ACTIVITY
Check every line of the data and copy the ones where "PlanTotals" appears.

EXTRACTED DATA
# # # #
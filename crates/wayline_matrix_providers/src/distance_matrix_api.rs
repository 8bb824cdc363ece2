use serde::{Deserialize, Serialize};
use thiserror::Error;

use crate::travel_estimate::TravelEstimate;

pub const DISTANCE_MATRIX_API_URL: &str =
    "https://maps.googleapis.com/maps/api/distancematrix/json";

#[derive(Debug, Error)]
pub enum DistanceMatrixError {
    #[error("HTTP request failed: {0}")]
    Transport(#[from] reqwest::Error),

    #[error("request denied: {0}")]
    PermissionDenied(String),

    #[error("query limit exceeded")]
    QuotaExceeded,

    #[error("invalid request: {0}")]
    InvalidRequest(String),

    #[error("no route found between points")]
    NoRoute,

    #[error("unexpected response status: {0}")]
    Unexpected(String),
}

/// One lookup, already classified for the fallback policy: retryable
/// failures are worth a backoff, permanent ones are not.
#[derive(Debug)]
pub enum LookupOutcome {
    Success(TravelEstimate),
    Retryable(DistanceMatrixError),
    Permanent(DistanceMatrixError),
}

#[derive(Deserialize, Debug, PartialEq)]
#[serde(rename_all = "SCREAMING_SNAKE_CASE")]
enum ResponseStatus {
    Ok,
    OverQueryLimit,
    RequestDenied,
    InvalidRequest,
    UnknownError,
    #[serde(other)]
    Unknown,
}

#[derive(Deserialize, Debug, PartialEq)]
#[serde(rename_all = "SCREAMING_SNAKE_CASE")]
enum ElementStatus {
    Ok,
    NotFound,
    ZeroResults,
    #[serde(other)]
    Unknown,
}

#[derive(Deserialize, Debug)]
struct ValueField {
    /// Meters for distances, seconds for durations
    value: f64,
}

#[derive(Deserialize, Debug)]
struct MatrixElement {
    status: ElementStatus,
    distance: Option<ValueField>,
    duration: Option<ValueField>,
}

#[derive(Deserialize, Debug)]
struct MatrixRow {
    elements: Vec<MatrixElement>,
}

#[derive(Deserialize, Debug)]
struct MatrixResponse {
    status: ResponseStatus,
    error_message: Option<String>,
    #[serde(default)]
    rows: Vec<MatrixRow>,
}

#[derive(Deserialize, Serialize, Debug, Clone)]
pub struct DistanceMatrixClientParams {
    pub api_key: String,
    pub endpoint: String,
}

impl DistanceMatrixClientParams {
    pub fn new(api_key: impl Into<String>) -> Self {
        DistanceMatrixClientParams {
            api_key: api_key.into(),
            endpoint: DISTANCE_MATRIX_API_URL.to_string(),
        }
    }
}

pub struct DistanceMatrixClient {
    params: DistanceMatrixClientParams,
    client: reqwest::Client,
}

impl DistanceMatrixClient {
    pub fn new(params: DistanceMatrixClientParams) -> Self {
        Self {
            params,
            client: reqwest::Client::new(),
        }
    }

    /// A single origin/destination lookup. Never returns a raw error:
    /// every failure mode comes back classified as a `LookupOutcome`.
    pub async fn lookup(&self, from: geo::Point, to: geo::Point) -> LookupOutcome {
        let origins = format!("{},{}", from.y(), from.x());
        let destinations = format!("{},{}", to.y(), to.x());

        let response = match self
            .client
            .get(&self.params.endpoint)
            .query(&[
                ("origins", origins.as_str()),
                ("destinations", destinations.as_str()),
                ("key", self.params.api_key.as_str()),
            ])
            .send()
            .await
        {
            Ok(response) => response,
            Err(error) => return LookupOutcome::Retryable(DistanceMatrixError::Transport(error)),
        };

        let body: MatrixResponse = match response.json().await {
            Ok(body) => body,
            Err(error) => return LookupOutcome::Retryable(DistanceMatrixError::Transport(error)),
        };

        classify_response(body)
    }
}

fn classify_response(body: MatrixResponse) -> LookupOutcome {
    let error_message = body.error_message.unwrap_or_default();

    match body.status {
        ResponseStatus::Ok => {
            let element = body
                .rows
                .into_iter()
                .next()
                .and_then(|row| row.elements.into_iter().next());

            match element {
                Some(MatrixElement {
                    status: ElementStatus::Ok,
                    distance: Some(distance),
                    duration: Some(duration),
                }) => LookupOutcome::Success(TravelEstimate {
                    distance_km: distance.value / 1000.0,
                    duration_minutes: duration.value / 60.0,
                }),
                Some(MatrixElement {
                    status: ElementStatus::NotFound | ElementStatus::ZeroResults,
                    ..
                }) => LookupOutcome::Permanent(DistanceMatrixError::NoRoute),
                _ => LookupOutcome::Retryable(DistanceMatrixError::Unexpected(
                    "missing matrix element".to_string(),
                )),
            }
        }
        ResponseStatus::RequestDenied => {
            LookupOutcome::Permanent(DistanceMatrixError::PermissionDenied(error_message))
        }
        ResponseStatus::InvalidRequest => {
            LookupOutcome::Permanent(DistanceMatrixError::InvalidRequest(error_message))
        }
        ResponseStatus::OverQueryLimit => {
            LookupOutcome::Retryable(DistanceMatrixError::QuotaExceeded)
        }
        ResponseStatus::UnknownError | ResponseStatus::Unknown => {
            LookupOutcome::Retryable(DistanceMatrixError::Unexpected(error_message))
        }
    }
}
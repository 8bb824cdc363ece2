use serde::{Deserialize, Serialize};

/// A single travel-leg estimate between two points.
#[derive(Deserialize, Serialize, Debug, Clone, Copy, PartialEq)]
pub struct TravelEstimate {
    pub distance_km: f64,
    pub duration_minutes: f64,
}

impl TravelEstimate {
    pub const ZERO: TravelEstimate = TravelEstimate {
        distance_km: 0.0,
        duration_minutes: 0.0,
    };
}
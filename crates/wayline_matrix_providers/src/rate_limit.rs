use std::time::Duration;

use tokio::sync::Mutex;
use tokio::time::Instant;

pub const DEFAULT_MIN_INTERVAL: Duration = Duration::from_secs(1);

/// Spaces outbound requests by a minimum interval. The lock is held across
/// the wait, so concurrent callers queue instead of bursting.
pub struct RateLimiter {
    min_interval: Duration,
    last_request: Mutex<Option<Instant>>,
}

impl RateLimiter {
    pub fn new(min_interval: Duration) -> Self {
        RateLimiter {
            min_interval,
            last_request: Mutex::new(None),
        }
    }

    pub async fn acquire(&self) {
        let mut last_request = self.last_request.lock().await;

        if let Some(last) = *last_request {
            let elapsed = last.elapsed();
            if elapsed < self.min_interval {
                tokio::time::sleep(self.min_interval - elapsed).await;
            }
        }

        *last_request = Some(Instant::now());
    }
}

impl Default for RateLimiter {
    fn default() -> Self {
        RateLimiter::new(DEFAULT_MIN_INTERVAL)
    }
}
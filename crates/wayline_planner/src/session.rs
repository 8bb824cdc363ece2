use std::sync::Arc;

use fxhash::FxHashMap;
use tokio::sync::RwLock;
use tokio::task::JoinHandle;
use tracing::debug;

use crate::error::PlanError;
use crate::planner::{DayPlanner, Plan, PlanRequest};

type PlanSlot = Arc<RwLock<Option<Result<Plan, PlanError>>>>;

struct PlanningSession {
    task: Option<JoinHandle<()>>,
    latest: PlanSlot,
}

/// Named planning sessions. Resubmitting a session aborts the in-flight
/// run and installs a fresh result slot, so a superseded run's partial
/// output can never surface: latest input wins.
pub struct PlannerManager {
    planner: Arc<DayPlanner>,
    sessions: RwLock<FxHashMap<String, PlanningSession>>,
}

impl PlannerManager {
    pub fn new(planner: DayPlanner) -> Self {
        PlannerManager {
            planner: Arc::new(planner),
            sessions: RwLock::new(FxHashMap::default()),
        }
    }

    pub async fn submit(&self, session_id: &str, request: PlanRequest) {
        let mut sessions = self.sessions.write().await;

        if let Some(previous) = sessions.remove(session_id) {
            if let Some(task) = previous.task {
                task.abort();
            }
            debug!(session_id, "superseded in-flight planning task");
        }

        let latest: PlanSlot = Arc::new(RwLock::new(None));
        let slot = Arc::clone(&latest);
        let planner = Arc::clone(&self.planner);
        let task = tokio::spawn(async move {
            let result = planner.plan(request).await;
            *slot.write().await = Some(result);
        });

        sessions.insert(
            session_id.to_string(),
            PlanningSession {
                task: Some(task),
                latest,
            },
        );
    }

    pub async fn cancel(&self, session_id: &str) {
        if let Some(session) = self.sessions.write().await.remove(session_id) {
            if let Some(task) = session.task {
                task.abort();
            }
            debug!(session_id, "cancelled planning session");
        }
    }

    pub async fn current_plan(&self, session_id: &str) -> Option<Result<Plan, PlanError>> {
        let sessions = self.sessions.read().await;
        let session = sessions.get(session_id)?;
        let latest = session.latest.read().await;
        latest.clone()
    }

    /// Awaits the latest submitted task for the session, then returns its
    /// result. Mostly useful for tests and batch callers.
    pub async fn wait(&self, session_id: &str) -> Option<Result<Plan, PlanError>> {
        let task = {
            let mut sessions = self.sessions.write().await;
            sessions.get_mut(session_id)?.task.take()
        };

        if let Some(task) = task {
            // An aborted task resolves with a cancellation error; the slot
            // it would have written to is already unreachable.
            let _ = task.await;
        }

        self.current_plan(session_id).await
    }
}

#[cfg(test)]
mod tests {
    use super::*;
    use crate::test_utils::{self, hm};

    fn request(ids: &[&str]) -> PlanRequest {
        PlanRequest {
            stops: ids
                .iter()
                .enumerate()
                .map(|(index, id)| test_utils::visit(id, 50.85 + index as f64 * 0.01, 4.35))
                .collect(),
            start_time: hm("08:00"),
            return_destination: None,
        }
    }

    #[tokio::test]
    async fn test_submit_and_wait_returns_the_plan() {
        let manager = PlannerManager::new(DayPlanner::new(test_utils::fixed_client(2.0, 10.0)));

        manager.submit("day-1", request(&["a", "b"])).await;
        let plan = manager.wait("day-1").await.unwrap().unwrap();

        assert_eq!(plan.ordered_stops.len(), 2);
    }

    #[tokio::test]
    async fn test_cancelled_session_has_no_result() {
        let manager = PlannerManager::new(DayPlanner::new(test_utils::fixed_client(2.0, 10.0)));

        manager.submit("day-1", request(&["a", "b", "c"])).await;
        manager.cancel("day-1").await;

        assert!(manager.current_plan("day-1").await.is_none());
        assert!(manager.wait("day-1").await.is_none());
    }

    #[tokio::test]
    async fn test_resubmission_wins_over_the_earlier_request() {
        let manager = PlannerManager::new(DayPlanner::new(test_utils::fixed_client(2.0, 10.0)));

        manager.submit("day-1", request(&["a", "b", "c"])).await;
        manager.submit("day-1", request(&["x", "y"])).await;

        let plan = manager.wait("day-1").await.unwrap().unwrap();
        let ids: Vec<&str> = plan.ordered_stops.iter().map(|stop| stop.id()).collect();

        assert_eq!(ids.len(), 2);
        assert!(ids.contains(&"x"));
        assert!(ids.contains(&"y"));
    }

    #[tokio::test]
    async fn test_sessions_are_independent() {
        let manager = PlannerManager::new(DayPlanner::new(test_utils::fixed_client(2.0, 10.0)));

        manager.submit("day-1", request(&["a"])).await;
        manager.submit("day-2", request(&["b", "c"])).await;

        let first = manager.wait("day-1").await.unwrap().unwrap();
        let second = manager.wait("day-2").await.unwrap().unwrap();

        assert_eq!(first.ordered_stops.len(), 1);
        assert_eq!(second.ordered_stops.len(), 2);
    }
}
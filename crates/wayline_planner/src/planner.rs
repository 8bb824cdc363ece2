use jiff::civil::Time;
use serde::{Deserialize, Serialize};
use tracing::debug;
use wayline_matrix_providers::travel_estimate::TravelEstimate;
use wayline_matrix_providers::travel_estimate_client::TravelEstimateClient;

use crate::conflict::{ConflictDetector, ConflictSummary};
use crate::error::PlanError;
use crate::optimizer::RouteOptimizer;
use crate::return_trip::{PlanTotals, ReturnTripCalculator};
use crate::schedule::ScheduleBuilder;
use crate::segment::Segment;
use crate::stop::{Stop, validate_stops};

#[derive(Deserialize, Serialize, Debug, Clone)]
pub struct PlanRequest {
    pub stops: Vec<Stop>,
    pub start_time: Time,
    pub return_destination: Option<Stop>,
}

/// A complete planning result: plain data, recreated on every call and
/// owned by the caller.
#[derive(Serialize, Debug, Clone)]
pub struct Plan {
    pub ordered_stops: Vec<Stop>,
    pub segments: Vec<Segment>,
    pub conflicts: ConflictSummary,
    pub return_leg: Option<TravelEstimate>,
    pub totals: PlanTotals,
}

/// Runs the planning stages in order: validate, optimize, build, detect,
/// return leg, totals. Holds no state besides the estimator.
pub struct DayPlanner {
    estimator: TravelEstimateClient,
}

impl DayPlanner {
    pub fn new(estimator: TravelEstimateClient) -> Self {
        DayPlanner { estimator }
    }

    pub fn estimator(&self) -> &TravelEstimateClient {
        &self.estimator
    }

    pub async fn plan(&self, request: PlanRequest) -> Result<Plan, PlanError> {
        validate_stops(&request.stops)?;
        if let Some(destination) = &request.return_destination {
            validate_stops(std::slice::from_ref(destination))?;
        }

        let ordered_stops = RouteOptimizer::new(&self.estimator)
            .optimize(&request.stops)
            .await;
        let segments = ScheduleBuilder::new(&self.estimator)
            .build(&ordered_stops, request.start_time)
            .await;
        let conflicts = ConflictDetector::detect(&ordered_stops, &segments, request.start_time);
        let return_leg = ReturnTripCalculator::new(&self.estimator)
            .estimate_return(ordered_stops.last(), request.return_destination.as_ref())
            .await;
        let totals = PlanTotals::compute(&ordered_stops, &segments, return_leg.as_ref());

        debug!(
            stops = ordered_stops.len(),
            segments = segments.len(),
            conflicts = conflicts.total_conflicts,
            "plan built"
        );

        Ok(Plan {
            ordered_stops,
            segments,
            conflicts,
            return_leg,
            totals,
        })
    }
}
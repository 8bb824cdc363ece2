use jiff::SignedDuration;
use jiff::civil::Time;

pub(crate) fn minutes(value: f64) -> SignedDuration {
    SignedDuration::from_secs_f64(value * 60.0)
}

/// Rounded to the nearest whole minute.
pub(crate) fn whole_minutes(duration: SignedDuration) -> i64 {
    (duration.as_secs_f64() / 60.0).round() as i64
}

pub(crate) fn format_hm(time: Time) -> String {
    time.strftime("%H:%M").to_string()
}
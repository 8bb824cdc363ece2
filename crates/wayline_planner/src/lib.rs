mod clock;

pub mod conflict;
pub mod error;
pub mod estimate;
pub mod optimizer;
pub mod planner;
pub mod return_trip;
pub mod schedule;
pub mod segment;
pub mod session;
pub mod stop;

#[cfg(test)]
pub(crate) mod test_utils;
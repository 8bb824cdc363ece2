use jiff::civil::Time;
use wayline_matrix_providers::travel_estimate::TravelEstimate;
use wayline_matrix_providers::travel_estimate_client::{
    TravelEstimateClient, TravelEstimateProvider,
};

use crate::stop::Stop;

pub fn crow_flies_client() -> TravelEstimateClient {
    TravelEstimateClient::new(TravelEstimateProvider::AsTheCrowFlies { speed_kmh: 40.0 })
}

pub fn fixed_client(distance_km: f64, duration_minutes: f64) -> TravelEstimateClient {
    TravelEstimateClient::new(TravelEstimateProvider::Fixed {
        estimate: TravelEstimate {
            distance_km,
            duration_minutes,
        },
    })
}

pub fn visit(id: &str, lat: f64, lng: f64) -> Stop {
    Stop::builder(id)
        .with_coordinates(lat, lng)
        .with_duration_minutes(30)
        .with_buffer_minutes(10)
        .build()
}

pub fn appointment(id: &str, lat: f64, lng: f64, fixed_time: &str) -> Stop {
    Stop::builder(id)
        .with_coordinates(lat, lng)
        .with_duration_minutes(30)
        .with_buffer_minutes(10)
        .with_fixed_time_str(fixed_time)
        .unwrap()
        .build()
}

pub fn hm(value: &str) -> Time {
    Time::strptime("%H:%M", value).unwrap()
}

pub fn ids(stops: &[Stop]) -> Vec<&str> {
    stops.iter().map(|stop| stop.id()).collect()
}
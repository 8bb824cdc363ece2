use jiff::civil::Time;
use tracing::{Level, info, warn};
use wayline_matrix_providers::distance_matrix_api::DistanceMatrixClientParams;
use wayline_matrix_providers::travel_estimate_client::{
    TravelEstimateClient, TravelEstimateProvider,
};
use wayline_planner::error::PlanError;
use wayline_planner::planner::{DayPlanner, PlanRequest};
use wayline_planner::stop::Stop;

fn provider_from_env() -> TravelEstimateProvider {
    match std::env::var("WAYLINE_DISTANCE_MATRIX_KEY") {
        Ok(api_key) if !api_key.is_empty() => TravelEstimateProvider::DistanceMatrixApi {
            params: DistanceMatrixClientParams::new(api_key),
        },
        _ => {
            warn!("WAYLINE_DISTANCE_MATRIX_KEY is not set, using as-the-crow-flies estimates");
            TravelEstimateProvider::AsTheCrowFlies { speed_kmh: 40.0 }
        }
    }
}

fn sample_day() -> Result<PlanRequest, PlanError> {
    // A field day around Brussels with two appointments.
    let stops = vec![
        Stop::builder("client-ixelles")
            .with_name("Ixelles site survey")
            .with_coordinates(50.8333, 4.3667)
            .with_duration_minutes(30)
            .with_buffer_minutes(15)
            .with_fixed_time_str("09:00")?
            .build(),
        Stop::builder("supplier-anderlecht")
            .with_name("Anderlecht supplier pickup")
            .with_coordinates(50.8365, 4.3126)
            .with_duration_minutes(20)
            .with_buffer_minutes(10)
            .build(),
        Stop::builder("client-schaerbeek")
            .with_name("Schaerbeek maintenance visit")
            .with_coordinates(50.8676, 4.3737)
            .with_duration_minutes(45)
            .with_buffer_minutes(10)
            .build(),
        Stop::builder("client-uccle")
            .with_name("Uccle inspection")
            .with_coordinates(50.8003, 4.3361)
            .with_duration_minutes(15)
            .with_fixed_time_str("14:00")?
            .build(),
    ];

    Ok(PlanRequest {
        stops,
        start_time: Time::constant(8, 30, 0, 0),
        return_destination: Some(
            Stop::builder("office")
                .with_name("Office")
                .with_coordinates(50.8503, 4.3517)
                .build(),
        ),
    })
}

#[tokio::main]
async fn main() {
    dotenvy::from_filename("./.env.local").ok();
    tracing_subscriber::fmt().with_max_level(Level::INFO).init();

    let estimator = TravelEstimateClient::new(provider_from_env());
    let planner = DayPlanner::new(estimator);

    let request = match sample_day() {
        Ok(request) => request,
        Err(error) => {
            warn!(%error, "invalid sample day");
            return;
        }
    };

    match planner.plan(request).await {
        Ok(plan) => {
            for stop in &plan.ordered_stops {
                info!(id = stop.id(), name = stop.name().unwrap_or(""), "stop");
            }
            for segment in &plan.segments {
                info!(
                    from = segment.from.id(),
                    to = segment.to.id(),
                    departure = %segment.departure_time.strftime("%H:%M"),
                    arrival = %segment.arrival_time.strftime("%H:%M"),
                    km = segment.travel_km,
                    "segment"
                );
            }
            for conflict in &plan.conflicts.conflicts {
                warn!(
                    stop_id = %conflict.stop_id,
                    minutes_over = conflict.minutes_over,
                    "{}",
                    conflict.message
                );
            }
            info!(
                distance_km = plan.totals.distance_km_with_return(),
                duration_minutes = plan.totals.duration_minutes_with_return(),
                "plan totals"
            );
        }
        Err(error) => warn!(%error, "planning failed"),
    }
}
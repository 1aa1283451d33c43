//! HTML page rendering.
//!
//! Pages are built with [maud](https://maud.lambda.xyz/): templates are Rust
//! code and every interpolated value is escaped, so file names containing
//! quotes or angle brackets cannot break the markup. Two things are embedded
//! verbatim on purpose: the stylesheet and the rendered body copy, which are
//! already CSS and HTML respectively.
//!
//! ## Gallery layout
//!
//! ```text
//! <style> … </style>
//! <div class="copy"> body copy </div>
//! <div class="lfbtable">
//!   <div class="cell"><a href="{link}"><img src="{thumbnail}"></a></div>
//!   …
//! </div>
//! ```

use crate::config::StyleConfig;
use crate::types::ImageRecord;
use maud::{DOCTYPE, Markup, PreEscaped, html};
use std::fs;
use std::io;
use std::path::{Path, PathBuf};

/// File name of the generated page inside the output directory.
pub const INDEX_FILE: &str = "index.html";

/// Renders the base HTML document structure.
fn base_document(style: &StyleConfig, content: Markup) -> Markup {
    html! {
        (DOCTYPE)
        html lang="en" {
            head {
                meta charset="UTF-8";
                meta name="viewport" content="width=device-width, initial-scale=1.0";
                title { (style.title) }
                style type="text/css" { (PreEscaped(&style.css)) }
            }
            body {
                (content)
            }
        }
    }
}

/// Renders the body copy block.
fn copy_block(copy_html: &str) -> Markup {
    html! {
        div.copy {
            (PreEscaped(copy_html))
        }
    }
}

/// Renders one thumbnail cell linking to the full-resolution image.
fn gallery_cell(record: &ImageRecord) -> Markup {
    html! {
        div.cell {
            a href=(record.link_path) {
                img src=(record.thumbnail_path) loading="lazy";
            }
        }
    }
}

/// Renders the gallery page: body copy followed by one cell per record, in
/// the order given.
pub fn render_gallery_page(records: &[ImageRecord], copy_html: &str, style: &StyleConfig) -> Markup {
    let content = html! {
        (copy_block(copy_html))
        div.lfbtable {
            @for record in records {
                (gallery_cell(record))
            }
        }
    };

    base_document(style, content)
}

/// Renders a comparison page: a header row of column labels, then one row
/// per photo with a size-labelled cell per column.
pub fn render_compare_page(
    columns: &[String],
    rows: &[Vec<ImageRecord>],
    copy_html: &str,
    style: &StyleConfig,
) -> Markup {
    let content = html! {
        (copy_block(copy_html))
        div.lfbtable {
            div.row {
                @for column in columns {
                    div.cell { h1 { (column) } }
                }
            }
            @for row in rows {
                div.row {
                    @for record in row {
                        div.cell {
                            p { (record.display_name) }
                            a href=(record.link_path) {
                                img src=(record.thumbnail_path) loading="lazy";
                            }
                        }
                    }
                }
            }
        }
    };

    base_document(style, content)
}

/// Write `html` to `<output_dir>/index.html`, replacing any existing file.
pub fn write_index(output_dir: &Path, html: &str) -> io::Result<PathBuf> {
    let path = output_dir.join(INDEX_FILE);
    fs::write(&path, html)?;
    Ok(path)
}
# # # #
RESULT FOR THIS EXERCISE
use crate::return_trip::{PlanTotals, ReturnTripCalculator};
    pub totals: PlanTotals,
        let totals = PlanTotals::compute(&ordered_stops, &segments, return_leg.as_ref());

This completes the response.